France's Total says to ditch Iran gas project if no sanctions waiver

Cornelia Mascio
Mag 16, 2018

French oil major Total has halted plans to help develop Iran's giant South Pars gas field as it seeks to clarify whether the investment can avoid falling foul of returning USA sanctions on Tehran, the oil company said Wednesday.

Trump's decision to withdraw from the 2015 nuclear deal with Iran risks exposing European countries that have since invested in Iran to renewed United States sanctions, after "wind-down" periods of three to six months expire.

The Phase 11 contract will automatically go to Total's consortium partner China National Petroleum Corporation (CNPC) and local player Petropars if the French player does pull out, Iranian officials have previously said.

The Palestinian Authority's main daily newspaper launched a vitriolic attack on the United States this week, following the opening on Monday of.

In an unintended twist, U.S. President Donald Trump's decision to threaten European companies that continue to invest in Iran may open the door to Chinese rivals.

TOT "will not be in a position to continue the SP11 project and will have to unwind all related operations" before November 4 unless it receives a waiver from the US protecting it from sanctions.

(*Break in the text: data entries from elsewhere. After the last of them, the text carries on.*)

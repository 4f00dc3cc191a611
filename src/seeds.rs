//! Built-in demo lab so the service is useful without any config.
//!
//! The days deliberately cover every storage generation: legacy text + video
//! column, a bare JSON array, and the current versioned payload.

use crate::domain::{Day, Lab};

pub const SEED_LAB_SLUG: &str = "rust-30";

pub fn seed_lab() -> (Lab, Vec<Day>) {
  let lab = Lab {
    slug: SEED_LAB_SLUG.into(),
    title: "Rust en 30 días".into(),
    description: "Un reto diario para aprender Rust construyendo.".into(),
  };
  let day = |day_number: u32, title: &str, video_url: Option<&str>, content: &str| Day {
    lab_slug: SEED_LAB_SLUG.into(),
    day_number,
    title: title.into(),
    video_url: video_url.map(str::to_string),
    content: Some(content.to_string()),
    revision: 0,
  };
  let days = vec![
    day(
      1,
      "Instalación",
      Some("https://www.youtube.com/watch?v=dQw4w9WgXcQ"),
      "Instala rustup y verifica con `cargo --version`.\n\nCuando termines, comparte tu salida en el foro.",
    ),
    day(
      2,
      "Variables y tipos",
      None,
      r#"[{"id":"d2-text","type":"text","content":"<p>Todo valor en Rust tiene un tipo.</p>"},{"id":"d2-check","type":"checklist","items":["Declara una variable mutable","Haz shadowing de otra"]}]"#,
    ),
    day(
      3,
      "Ownership",
      None,
      r#"{"version":2,"blocks":[{"id":"d3-video","type":"video","group":"resource","role":"primary","url":"https://youtu.be/dQw4w9WgXcQ","caption":"Ownership en 10 minutos"},{"id":"d3-notes","type":"file","group":"resource","role":"support","resourceSlot":"download","url":"https://cdn.example.com/ownership.pdf","caption":"Apuntes"},{"id":"d3-quiz","type":"quiz","group":"challenge","role":"support","questions":[{"id":"q1","prompt":"¿Qué pasa al asignar un String a otra variable?","options":["Se copia","Se mueve"],"correctIndex":1}]}],"discussionPrompt":"¿Qué error del borrow checker te costó más entender?"}"#,
    ),
    day(
      4,
      "Reto: CLI de tareas",
      None,
      r#"{"version":2,"blocks":[{"id":"d4-steps","type":"challenge_steps","group":"challenge","steps":["Crea el proyecto con cargo new","Parsea argumentos","Guarda las tareas en un archivo"]}]}"#,
    ),
  ];
  (lab, days)
}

SP11 is a gas development project dedicated to the supply of domestic gas to the domestic Iranian market and for which Total has voluntarily implemented an IRGC-free policy for all contractors participating in the project, thereby contributing to the worldwide policy to restrain the field of influence of the IRGC.

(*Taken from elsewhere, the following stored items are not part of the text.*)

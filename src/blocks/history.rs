//! Bounded undo/redo over full snapshots of the edited state.

use std::collections::VecDeque;

pub const DEFAULT_HISTORY_LIMIT: usize = 50;

#[derive(Clone, Debug)]
pub struct EditHistory<T> {
  past: VecDeque<T>,
  present: T,
  future: Vec<T>,
  limit: usize,
}

impl<T: Clone + PartialEq> EditHistory<T> {
  /// `limit` is the number of undo steps kept; the oldest are discarded first.
  pub fn new(initial: T, limit: usize) -> Self {
    Self { past: VecDeque::new(), present: initial, future: Vec::new(), limit: limit.max(1) }
  }

  pub fn present(&self) -> &T {
    &self.present
  }

  /// Record a new state. Returns false (and records nothing) when it equals the current one.
  pub fn push(&mut self, next: T) -> bool {
    if next == self.present {
      return false;
    }
    let previous = std::mem::replace(&mut self.present, next);
    self.past.push_back(previous);
    while self.past.len() > self.limit {
      self.past.pop_front();
    }
    self.future.clear();
    true
  }

  pub fn undo(&mut self) -> bool {
    let Some(previous) = self.past.pop_back() else { return false };
    let current = std::mem::replace(&mut self.present, previous);
    self.future.push(current);
    true
  }

  pub fn redo(&mut self) -> bool {
    let Some(next) = self.future.pop() else { return false };
    let current = std::mem::replace(&mut self.present, next);
    self.past.push_back(current);
    true
  }

  pub fn can_undo(&self) -> bool {
    !self.past.is_empty()
  }

  pub fn can_redo(&self) -> bool {
    !self.future.is_empty()
  }
}

#[cfg(test)]
mod tests {
  use super::*;

  #[test]
  fn undo_redo_walks_snapshots() {
    let mut h = EditHistory::new(0, 10);
    assert!(h.push(1));
    assert!(h.push(2));
    assert!(h.undo());
    assert_eq!(*h.present(), 1);
    assert!(h.undo());
    assert_eq!(*h.present(), 0);
    assert!(!h.undo());
    assert!(h.redo());
    assert_eq!(*h.present(), 1);
    assert!(h.can_redo());
  }

  #[test]
  fn new_edit_clears_redo() {
    let mut h = EditHistory::new("a", 10);
    h.push("b");
    h.undo();
    h.push("c");
    assert!(!h.can_redo());
    assert_eq!(*h.present(), "c");
  }

  #[test]
  fn identical_state_is_not_recorded() {
    let mut h = EditHistory::new(vec![1], 10);
    assert!(!h.push(vec![1]));
    assert!(!h.can_undo());
  }

  #[test]
  fn limit_drops_oldest() {
    let mut h = EditHistory::new(0, 2);
    for n in 1..=5 {
      h.push(n);
    }
    assert!(h.undo());
    assert!(h.undo());
    assert!(!h.undo());
    assert_eq!(*h.present(), 3);
  }
}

The French company said it had so far spent less than 40 million euros ($47 million) on the South Pars project, and that pulling out of it would not impact the company's general production growth targets.

Total said any waiver would need to include protection from secondary sanctions that Washington might impose on companies that continue to do business with Iran. Russian Federation has also said it remains committed to the deal.

A gas flare on an Iranian oil production platform.

"The fines are in the multibillions these days so it's just not worth the risk for a small piece of business and maybe pleasing a (European) government". Joe Kaeser, the CEO of Germany's Siemens, told CNN his company would not be able to do any new business with Tehran.

In a deal signed in late 2016, Total agreed to operate the South Pars project with a stake of 50.1%.